Archives pour la catégorie europe

« Marcelin Camplong » défend la viticulture contre le libéralisme

Le 10 juin, notre ami Serge Lépine, Maire de Camplong et Vice-Président national du Mouvement d’Organisation et de Défense des Exploitations Familiales (MODEF), a fait une intervention en faveur de la viticulture au Conseil Économique et Social. Intervention qui détonne dans le fond comme dans la forme : moins lisse que ses collègues du syndicalisme dit « majoritaire », il a mis l’accent sur les véritables causes politiques de la crise et a repris à son compte l’exigence d’Etats généraux de la viticulture qu’avait lancé notre camarade Henry Garino l’an passé (cf. son interview sur ce blog) ; plus rugueux et plus authentique qu’un Jean-Michel LeMétayer de la FNSEA (nettement plus à gauche aussi !), il a su mettre en oeuvre ses capacités tribuniciennes au service de sa cause… tant et si bien que la presse l’a dorénavant surnommé « Marcelin-Camplong » ! Voici le contenu de son intervention…

Patric ROUX

 

slepine.jpgConseil Économique et Social

Intervention de Serge LÉPINE au nom du MODEF sur le rapport « La vigne et le vin, un atout pour la France » présenté par Mr J-P BASTIAN.

Monsieur le Président, Mesdames et Messieurs les Conseillers, Chers collègues.

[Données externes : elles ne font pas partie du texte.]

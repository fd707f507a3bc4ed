//! Reconnect coordinator.
//!
//! Owns the active worker generation. On a failure signal it joins both
//! workers, redials with exponential backoff plus jitter, discards failure
//! signals that raced in, resends the backlogged request on the new
//! connection and spawns the next generation. It gives up, stopping the
//! whole client, once the attempt budget is spent or the backlog cannot be
//! resent.

use std::sync::Arc;
use std::time::Duration;

use tokio::sync::mpsc;

use crate::error::ReconnectError;
use crate::protocol::Response;
use crate::run_state::RunState;
use crate::state::Phase;
use crate::transport::{Connection, Connector, Frame, write_with_deadline};
use crate::worker::{Failure, Generation, Shared};

/// Called after every successful redial, off the coordinator task.
pub type ReconnectHook = Arc<dyn Fn() + Send + Sync>;

/// `2^attempt` seconds plus up to one second of jitter. `jitter` is clamped to `[0, 1)`.
pub fn backoff_with_jitter(attempt: u32, jitter: f64) -> Duration {
    let base = Duration::from_secs(1u64 << attempt.min(63));
    let jitter = Duration::from_nanos((jitter.clamp(0.0, 1.0) * 999_999_999.0) as u64);
    base.saturating_add(jitter)
}

pub fn backoff_delay(attempt: u32) -> Duration {
    backoff_with_jitter(attempt, rand::random::<f64>())
}

pub(crate) struct Coordinator {
    shared: Arc<Shared>,
    connector: Arc<dyn Connector>,
    address: String,
    failures: mpsc::Receiver<Failure>,
    responses: mpsc::Sender<Response>,
    on_reconnect: Option<ReconnectHook>,
    run: Arc<RunState>,
    generation: Option<Generation>,
    generations: u64,
}

impl Coordinator {
    #[allow(clippy::too_many_arguments)]
    pub fn new(
        shared: Arc<Shared>,
        connector: Arc<dyn Connector>,
        address: String,
        failures: mpsc::Receiver<Failure>,
        responses: mpsc::Sender<Response>,
        on_reconnect: Option<ReconnectHook>,
        run: Arc<RunState>,
        connection: Connection,
    ) -> Self {
        let mut coordinator = Self {
            shared,
            connector,
            address,
            failures,
            responses,
            on_reconnect,
            run,
            generation: None,
            generations: 0,
        };
        coordinator.spawn_generation(connection);
        coordinator
    }

    fn spawn_generation(&mut self, connection: Connection) {
        self.generations += 1;
        self.generation = Some(Generation::spawn(
            self.generations,
            connection,
            &self.shared,
            self.responses.clone(),
        ));
    }

    /// Supervise until shutdown or until reconnection is abandoned.
    /// Dropping the coordinator's response sender on return lets the output
    /// stream close once the last reader is gone.
    pub async fn run(mut self) -> Result<(), ReconnectError> {
        let result = self.supervise().await;
        self.shared.state.set_phase(Phase::Terminated);

        if let Err(e) = &result {
            tracing::error!(error = %e, "Giving up on the connection, stopping client");
            self.run.terminate();
        }
        if let Some(generation) = self.generation.take() {
            generation
                .join_within(self.shared.config.shutdown_timeout)
                .await;
        }
        tracing::info!(generations = self.generations, "Coordinator stopped");
        result
    }

    async fn supervise(&mut self) -> Result<(), ReconnectError> {
        loop {
            self.shared.state.set_phase(Phase::AwaitingFailure);
            let failure = tokio::select! {
                biased;
                _ = self.shared.shutdown.cancelled() => return Ok(()),
                failure = self.failures.recv() => failure,
            };
            let Some(failure) = failure else {
                return Ok(());
            };

            if let Some(generation) = self.generation.take() {
                tracing::warn!(generation = generation.number, error = %failure, "Connection failed");
                generation.join().await;
            }

            self.shared.state.set_phase(Phase::Reconnecting);
            let Some(mut connection) = self.reconnect().await? else {
                return Ok(());
            };

            self.shared.state.set_phase(Phase::Draining);
            self.drain_failures();
            self.replay_backlog(&mut connection).await?;

            self.shared.state.set_phase(Phase::Restarted);
            self.spawn_generation(connection);
        }
    }

    /// Redial under the reconnecting flag. `None` means shutdown interrupted it.
    async fn reconnect(&self) -> Result<Option<Connection>, ReconnectError> {
        self.shared.state.set_reconnecting(true);
        let result = self.redial().await;
        self.shared.state.set_reconnecting(false);

        if let Ok(Some(_)) = &result {
            tracing::info!(address = %self.address, "Reconnected");
            if let Some(hook) = &self.on_reconnect {
                let hook = Arc::clone(hook);
                tokio::task::spawn_blocking(move || hook());
            }
        }
        result
    }

    async fn redial(&self) -> Result<Option<Connection>, ReconnectError> {
        let max_attempts = self.shared.config.max_reconnect_attempts;
        let mut attempt: u32 = 0;

        loop {
            let backoff = backoff_delay(attempt);
            tracing::info!(attempt, ?backoff, address = %self.address, "Reconnecting");
            tokio::select! {
                biased;
                _ = self.shared.shutdown.cancelled() => return Ok(None),
                _ = tokio::time::sleep(backoff) => {}
            }

            let dialed = tokio::select! {
                biased;
                _ = self.shared.shutdown.cancelled() => return Ok(None),
                dialed = self.connector.dial(&self.address) => dialed,
            };
            match dialed {
                Ok(connection) => return Ok(Some(connection)),
                Err(e) => {
                    attempt += 1;
                    tracing::error!(attempt, error = %e, "Redial failed");
                    if attempt > max_attempts {
                        return Err(ReconnectError::Exhausted {
                            attempts: attempt,
                            last: e,
                        });
                    }
                }
            }
        }
    }

    fn drain_failures(&mut self) {
        while let Ok(stale) = self.failures.try_recv() {
            tracing::debug!(error = %stale, "Discarding stale failure signal");
        }
    }

    /// Write the backlogged request, if any, as the first frame on `connection`.
    async fn replay_backlog(&self, connection: &mut Connection) -> Result<(), ReconnectError> {
        let Some(request) = self.shared.backlog.take() else {
            return Ok(());
        };
        let id = request.id;
        let payload = match request.encode() {
            Ok(payload) => payload,
            Err(e) => {
                tracing::error!(%id, error = %e, "Dropping backlogged request that failed to encode");
                return Ok(());
            }
        };

        let written = tokio::select! {
            biased;
            _ = self.shared.shutdown.cancelled() => None,
            written = write_with_deadline(
                connection.writer_mut(),
                Frame::Payload(payload),
                self.shared.config.write_wait,
            ) => Some(written),
        };
        match written {
            Some(Ok(())) => {
                tracing::info!(%id, "Resent backlogged request");
                Ok(())
            }
            Some(Err(e)) => {
                if self.shared.backlog.push(request).is_err() {
                    tracing::error!(%id, "Backlog occupied, request dropped");
                }
                connection.writer_mut().close().await;
                Err(ReconnectError::Backlog { id, source: e })
            }
            None => {
                let _ = self.shared.backlog.push(request);
                Ok(())
            }
        }
    }
}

Monsieur le Rapporteur, c’est avec beaucoup d’intérêt que j’ai travaillé sur ce rapport concernant la vigne et le vin : atout pour la France, parce qu’il est selon moi une urgence que le Conseil se penche sur la question de notre viticulture tant la crise qui sévit est vive. Vous le comprendrez aujourd’hui, je m’exprimerai au nom d’une viticulture qui souffre, qui perd en moyenne 1000 € à l’hectare en raison des cours du vin qui sont en chute libre depuis des années. Cette situation est révoltante et insupportable alors que les vignerons veulent vivre dignement du fruit de leur travail, l’Etat Français les laissent tomber et l’Europe leur offre comme porte de sortie un énième plan d’arrachage pendant que les vignerons trinquent la grande distribution s’en met plein les poches, avec des marges sur le vin de 33 à 38 % sans parler des marges arrières. Il est dommage que le rapport et l’avant projet d’avis n’évoquent pas ces questions, je le regrette. S’il y a souvent eu des crises importantes dans son histoire, la crise du phylloxera restant la plus célèbre, la dernière en date désagrège des cadres économiques régionaux jusque là solides et revêt des contours qui en font toute l’originalité : j’entends par là le fait que dans un contexte d’une érosion des parts de marchés à l’exportation, d’un fléchissement de la consommation intérieure, d’un gonflement des stocks suivis d’une diminution des cours, l’extrême libéralisation du marché et le recul de l’intervention publique en font une crise à nulle autre pareille dans l’histoire de cette filière : nous parlons ici d’une crise structurelle.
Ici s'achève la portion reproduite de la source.